Interview with Staff A and Staff B confirmed the above finding and location.
Tag No.: K0351
NFPA 13 Standard for the Installation of Sprinkler Systems (2010 edition)
8.5.5.3 Obstructions that Prevent Sprinkler Discharge from Reaching the Hazard. Continuous or non-continuous obstructions that interrupt the water discharge in a horizontal plane more than 18 inches below the sprinkler deflector in a manner to limit the distribution from reaching the protected hazard shall comply with 8.5.5.3.
8.5.5.3.1 Sprinklers shall be installed under fixed obstructions over 4 feet wide such as ducts, decks, open grate flooring, cutting tables, and overhead doors.
8.5.5.3.2 Sprinklers shall not be required under obstructions that are not fixed in place such as conference tables.
Based on observations and interview the facility failed to ensure that 1 sprinkler heads' coverage is not blocked or obstructed.
Findings include:
Observations during tour on 01/23/19 between 8:00 a.m. and 8:15 a.m. with Staff A (Director of Plant Operations) and Staff B (Facilities Manager) revealed that 1 sprinkler head, located in the lower level electrical room (near the chiller room), has a sheet metal drip pan, approximately 4' x 5', installed below the sprinkler head to divert potential leaks from a water source on the floor above. The installed sheet metal drip pan would block or obstruct the sprinkler discharge pattern.
Interview with Staff A and Staff B confirmed the above finding and location.
Tag No.: K0372
Based on observations and interview the facility failed to maintain the continuity of at least 5 smoke barrier walls to resist the passage of smoke.
Findings include:
Observations during tour on 01/23/19 between 1:00 p.m. and 2:45 p.m. with Staff A (Director of Plant Operations) and Staff B (Facilities Manager) revealed at least 5 locations that had unprotected penetrations through the 1 hour smoke barrier walls.
These 5 locations and conditions are as follows:
1. The lower level electrical room has 4 electrical conduits with unsealed penetrations through the ceiling into the 2nd floor.
2. Above the suspended ceiling, over the (facility identified) # 3 fire door assembly has an approximately 2 1/2" unsealed penetration through the smoke barrier wall.
3. Above the suspended ceiling, between the lobby and the private waiting room, has 1 sprinkler pipe and 1 electrical conduit creating an unsealed penetration through the smoke barrier wall.
4. Above the suspended ceiling, over the (facility identified) # 6 fire door assembly has a 2 1/2" galvanized pipe penetrating through the smoke barrier wall.
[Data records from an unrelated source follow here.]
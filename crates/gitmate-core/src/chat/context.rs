//! Context assembler.
//!
//! Builds the system instruction from the repository URL and the selected
//! files. Pure function of its inputs; no truncation is applied.

use crate::workspace::FileContext;

/// Marker used in place of the file section when nothing is selected.
pub const NO_FILES_MARKER: &str = "No specific files provided yet.";

/// Renders one delimited file block.
fn file_block(file: &FileContext) -> String {
    format!(
        "\n--- FILE: {path} ---\n{body}\n--- END FILE ---\n",
        path = file.path,
        body = file.body
    )
}

/// Builds the system instruction for a chat session.
///
/// The file section holds one block per file, in the given order, or
/// [`NO_FILES_MARKER`] when `files` is empty.
pub fn build_system_instruction(repository_url: &str, files: &[FileContext]) -> String {
    let file_section = if files.is_empty() {
        NO_FILES_MARKER.to_string()
    } else {
        files.iter().map(file_block).collect::<Vec<_>>().join("\n")
    };

    format!(
        "You are an expert senior software engineer and pair programmer.
The user is working on the GitHub repository: {repository_url}.

Your goal is to help the user build features, debug code, and understand the architecture.
Always be concise, technically accurate, and provide code examples when relevant.

CURRENT PROJECT CONTEXT (User provided files):
{file_section}

When the user asks to \"build together\", assume they want to write code for the repo.
If you need more context about a specific file to answer a question, ask the user to paste it.
"
    )
}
Both ends of the pipe are open on each side of the barrier.
5. Above the suspended ceiling, over the (facility identified) # 7 fire door assembly has a 1" penetration through the smoke barrier wall for Internet technology computer wires.
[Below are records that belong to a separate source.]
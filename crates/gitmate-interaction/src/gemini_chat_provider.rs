//! GeminiChatProvider - streaming chat sessions over the Gemini REST API.
//!
//! Each session keeps its own history, seeded from the replayed turns it was
//! opened with. Replies are requested with `streamGenerateContent?alt=sse`
//! and surfaced as a lazy fragment stream; a reply is committed to the
//! session history only once the stream completes cleanly.

use crate::sse::SseDecoder;
use async_trait::async_trait;
use futures::{Stream, StreamExt};
use gitmate_core::chat::{
    ChatProvider, ChatSession, FragmentStream, HistoryTurn, SessionConfig, Speaker, TurnContent,
};
use gitmate_core::config::{DEFAULT_GEMINI_BASE_URL, DEFAULT_TEMPERATURE};
use gitmate_core::error::{GitMateError, Result};
use reqwest::{Client, StatusCode};
use serde::{Deserialize, Serialize};
use std::collections::VecDeque;
use std::fmt::Display;
use std::sync::Arc;
use tokio::sync::Mutex;

const API_KEY_HEADER: &str = "x-goog-api-key";

/// Opens streaming chat sessions against the Gemini HTTP API.
#[derive(Clone)]
pub struct GeminiChatProvider {
    client: Client,
    api_key: Option<String>,
    base_url: String,
    temperature: f32,
}

impl GeminiChatProvider {
    /// Creates a provider. A missing key is accepted here and reported when a
    /// session is opened.
    pub fn new(api_key: Option<String>) -> Self {
        Self {
            client: Client::new(),
            api_key,
            base_url: DEFAULT_GEMINI_BASE_URL.to_string(),
            temperature: DEFAULT_TEMPERATURE,
        }
    }

    /// Overrides the models endpoint (used by tests and proxies).
    pub fn with_base_url(mut self, base_url: impl Into<String>) -> Self {
        self.base_url = base_url.into().trim_end_matches('/').to_string();
        self
    }

    pub fn with_temperature(mut self, temperature: f32) -> Self {
        self.temperature = temperature;
        self
    }
}

impl ChatProvider for GeminiChatProvider {
    fn create_session(&self, config: SessionConfig) -> Result<Arc<dyn ChatSession>> {
        let api_key = self
            .api_key
            .as_deref()
            .map(str::trim)
            .filter(|key| !key.is_empty())
            .ok_or_else(|| GitMateError::config("Gemini API key is not configured"))?
            .to_string();

        tracing::debug!(
            model = %config.model,
            history_len = config.history.len(),
            "Opening Gemini chat session"
        );

        Ok(Arc::new(GeminiChatSession {
            client: self.client.clone(),
            api_key,
            base_url: self.base_url.clone(),
            temperature: self.temperature,
            history: Arc::new(Mutex::new(config.history.clone())),
            config,
        }))
    }
}

/// A live Gemini chat session.
pub struct GeminiChatSession {
    client: Client,
    api_key: String,
    base_url: String,
    temperature: f32,
    config: SessionConfig,
    history: Arc<Mutex<Vec<HistoryTurn>>>,
}

impl GeminiChatSession {
    fn build_request(&self, history: &[HistoryTurn], message: &TurnContent) -> StreamRequest {
        build_request(&self.config, self.temperature, history, message)
    }
}

#[async_trait]
impl ChatSession for GeminiChatSession {
    fn config(&self) -> &SessionConfig {
        &self.config
    }

    async fn history(&self) -> Vec<HistoryTurn> {
        self.history.lock().await.clone()
    }

    async fn stream_reply(&self, message: TurnContent) -> Result<FragmentStream> {
        let history = self.history.lock().await.clone();
        let request = self.build_request(&history, &message);

        let url = format!(
            "{}/{model}:streamGenerateContent?alt=sse",
            self.base_url,
            model = self.config.model.id(),
        );

        // The key stays out of the URL, which reqwest errors echo.
        let response = self
            .client
            .post(url)
            .header(API_KEY_HEADER, &self.api_key)
            .json(&request)
            .send()
            .await
            .map_err(|err| {
                GitMateError::provider(format!(
                    "Gemini API request failed: {}",
                    err.without_url()
                ))
            })?;

        if !response.status().is_success() {
            let status = response.status();
            let body_text = response
                .text()
                .await
                .unwrap_or_else(|_| "Failed to read Gemini error body".to_string());
            return Err(map_http_error(status, body_text));
        }

        Ok(reply_stream(
            Box::pin(response.bytes_stream()),
            self.history.clone(),
            message,
        ))
    }
}

// ============================================================================
// Streaming
// ============================================================================

struct ReplyState<S> {
    bytes: S,
    decoder: SseDecoder,
    pending: VecDeque<String>,
    reply: String,
    message: Option<TurnContent>,
    history: Arc<Mutex<Vec<HistoryTurn>>>,
    exhausted: bool,
    done: bool,
}

impl<S> ReplyState<S> {
    fn decode(&mut self, data: &str) -> Result<()> {
        let fragments = parse_fragments(data)?;
        self.pending.extend(fragments);
        Ok(())
    }

    async fn commit(&mut self) {
        if let Some(message) = self.message.take() {
            let reply = std::mem::take(&mut self.reply);
            let mut history = self.history.lock().await;
            history.push(HistoryTurn::new(Speaker::User, message));
            history.push(HistoryTurn::new(Speaker::Assistant, TurnContent::text(reply)));
        }
    }
}

/// Turns an SSE byte stream into a fragment stream.
///
/// On clean completion the user turn and the full reply are appended to
/// `history`; after any error the stream ends and `history` is untouched.
fn reply_stream<S, B, E>(
    bytes: S,
    history: Arc<Mutex<Vec<HistoryTurn>>>,
    message: TurnContent,
) -> FragmentStream
where
    S: Stream<Item = std::result::Result<B, E>> + Send + Unpin + 'static,
    B: AsRef<[u8]> + Send + 'static,
    E: Display + Send + 'static,
{
    let state = ReplyState {
        bytes,
        decoder: SseDecoder::new(),
        pending: VecDeque::new(),
        reply: String::new(),
        message: Some(message),
        history,
        exhausted: false,
        done: false,
    };

    futures::stream::unfold(state, |mut state| async move {
        loop {
            if state.done {
                return None;
            }

            if let Some(fragment) = state.pending.pop_front() {
                state.reply.push_str(&fragment);
                return Some((Ok(fragment), state));
            }

            if state.exhausted {
                state.commit().await;
                state.done = true;
                return None;
            }

            match state.bytes.next().await {
                Some(Ok(chunk)) => {
                    for data in state.decoder.push(chunk.as_ref()) {
                        if let Err(err) = state.decode(&data) {
                            state.done = true;
                            return Some((Err(err), state));
                        }
                    }
                }
                Some(Err(err)) => {
                    tracing::warn!("Gemini stream interrupted: {}", err);
                    state.done = true;
                    return Some((
                        Err(GitMateError::provider(format!("Gemini stream failed: {err}"))),
                        state,
                    ));
                }
                None => {
                    state.exhausted = true;
                    if let Some(data) = state.decoder.finish() {
                        if let Err(err) = state.decode(&data) {
                            state.done = true;
                            return Some((Err(err), state));
                        }
                    }
                }
            }
        }
    })
    .boxed()
}

/// Extracts the non-empty, non-thought text parts of one streamed chunk.
fn parse_fragments(data: &str) -> Result<Vec<String>> {
    let chunk: StreamChunk = serde_json::from_str(data).map_err(|err| {
        GitMateError::provider(format!("Failed to parse Gemini stream chunk: {err}"))
    })?;

    if let Some(error) = chunk.error {
        return Err(GitMateError::provider(error.describe(data)));
    }

    Ok(chunk
        .candidates
        .unwrap_or_default()
        .into_iter()
        .take(1)
        .filter_map(|candidate| candidate.content)
        .flat_map(|content| content.parts)
        .filter(|part| !part.thought.unwrap_or(false))
        .filter_map(|part| part.text)
        .filter(|text| !text.is_empty())
        .collect())
}

// ============================================================================
// Wire types
// ============================================================================

fn to_content(turn: &HistoryTurn) -> Option<Content> {
    let role = match turn.speaker {
        Speaker::User => "user",
        Speaker::Assistant => "model",
    };

    let mut parts = Vec::new();
    if !turn.content.body().is_empty() {
        parts.push(Part::Text {
            text: turn.content.body().to_string(),
        });
    }
    if let Some(image) = turn.content.image() {
        parts.push(Part::InlineData {
            inline_data: InlineDataPayload {
                mime_type: image.mime_type.clone(),
                data: image.data.clone(),
            },
        });
    }

    if parts.is_empty() {
        return None;
    }
    Some(Content {
        role: role.to_string(),
        parts,
    })
}

fn build_request(
    config: &SessionConfig,
    temperature: f32,
    history: &[HistoryTurn],
    message: &TurnContent,
) -> StreamRequest {
    let mut contents: Vec<Content> = history.iter().filter_map(to_content).collect();
    contents.extend(to_content(&HistoryTurn::new(Speaker::User, message.clone())));

    StreamRequest {
        contents,
        system_instruction: Some(SystemInstruction {
            parts: vec![Part::Text {
                text: config.instruction.clone(),
            }],
        }),
        generation_config: GenerationConfig {
            temperature,
            thinking_config: config.reasoning_budget.map(|budget| ThinkingConfig {
                thinking_budget: budget,
            }),
        },
    }
}

#[derive(Debug, Serialize)]
#[serde(rename_all = "camelCase")]
struct StreamRequest {
    contents: Vec<Content>,
    #[serde(skip_serializing_if = "Option::is_none")]
    system_instruction: Option<SystemInstruction>,
    generation_config: GenerationConfig,
}

#[derive(Debug, Serialize)]
struct Content {
    role: String,
    parts: Vec<Part>,
}

#[derive(Debug, Serialize)]
struct SystemInstruction {
    parts: Vec<Part>,
}

#[derive(Debug, Serialize)]
#[serde(untagged)]
enum Part {
    Text {
        text: String,
    },
    InlineData {
        #[serde(rename = "inlineData")]
        inline_data: InlineDataPayload,
    },
}

#[derive(Debug, Serialize)]
#[serde(rename_all = "camelCase")]
struct InlineDataPayload {
    mime_type: String,
    data: String,
}

#[derive(Debug, Serialize)]
#[serde(rename_all = "camelCase")]
struct GenerationConfig {
    temperature: f32,
    #[serde(skip_serializing_if = "Option::is_none")]
    thinking_config: Option<ThinkingConfig>,
}

#[derive(Debug, Serialize)]
#[serde(rename_all = "camelCase")]
struct ThinkingConfig {
    thinking_budget: u32,
}

#[derive(Deserialize)]
struct StreamChunk {
    candidates: Option<Vec<Candidate>>,
    error: Option<ErrorBody>,
}

#[derive(Deserialize)]
struct Candidate {
    content: Option<ContentResponse>,
}

#[derive(Deserialize)]
struct ContentResponse {
    #[serde(default)]
    parts: Vec<PartResponse>,
}

#[derive(Deserialize)]
struct PartResponse {
    text: Option<String>,
    thought: Option<bool>,
}

#[derive(Deserialize)]
struct ErrorWrapper {
    error: ErrorBody,
}

#[derive(Deserialize)]
struct ErrorBody {
    message: Option<String>,
    status: Option<String>,
}

impl ErrorBody {
    fn describe(self, raw: &str) -> String {
        let status_text = self.status.unwrap_or_default();
        let msg = self.message.unwrap_or_else(|| raw.to_string());
        if status_text.is_empty() {
            msg
        } else {
            format!("{status_text}: {msg}")
        }
    }
}

fn map_http_error(status: StatusCode, body: String) -> GitMateError {
    let message = serde_json::from_str::<ErrorWrapper>(&body)
        .map(|wrapper| wrapper.error.describe(&body))
        .unwrap_or_else(|_| body.clone());

    tracing::warn!(status = status.as_u16(), "Gemini API returned an error");
    GitMateError::provider(format!("HTTP {}: {message}", status.as_u16()))
}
Interview with Staff A and Staff B confirmed the above findings and locations.
Tag No.: K0905
NFPA 99 Health Care Facilities Code (2012 edition)
5.1.3.1.9 Locations containing central supply systems or cylinders containing only oxygen or medical air shall have their door(s) or gates labeled as follows:
Medical Gases
NO Smoking or Open Flame
Based on observations and interview the facility failed to ensure that the "bulk oxygen enclosure" has no-smoking signs installed on the chain link fencing enclosure.
Findings include:
Observations during tour on 01/23/19 between 10:35 a.m. and 10:45 a.m. with Staff A (Director of Plant Operations) and Staff B (Facilities Manager) revealed that the Bulk Oxygen Enclosure, located behind the hospital, failed to have "No Smoking" signs posted on the 2 gates or enclosure fencing.
Interview with Staff A confirmed the above findings and locations.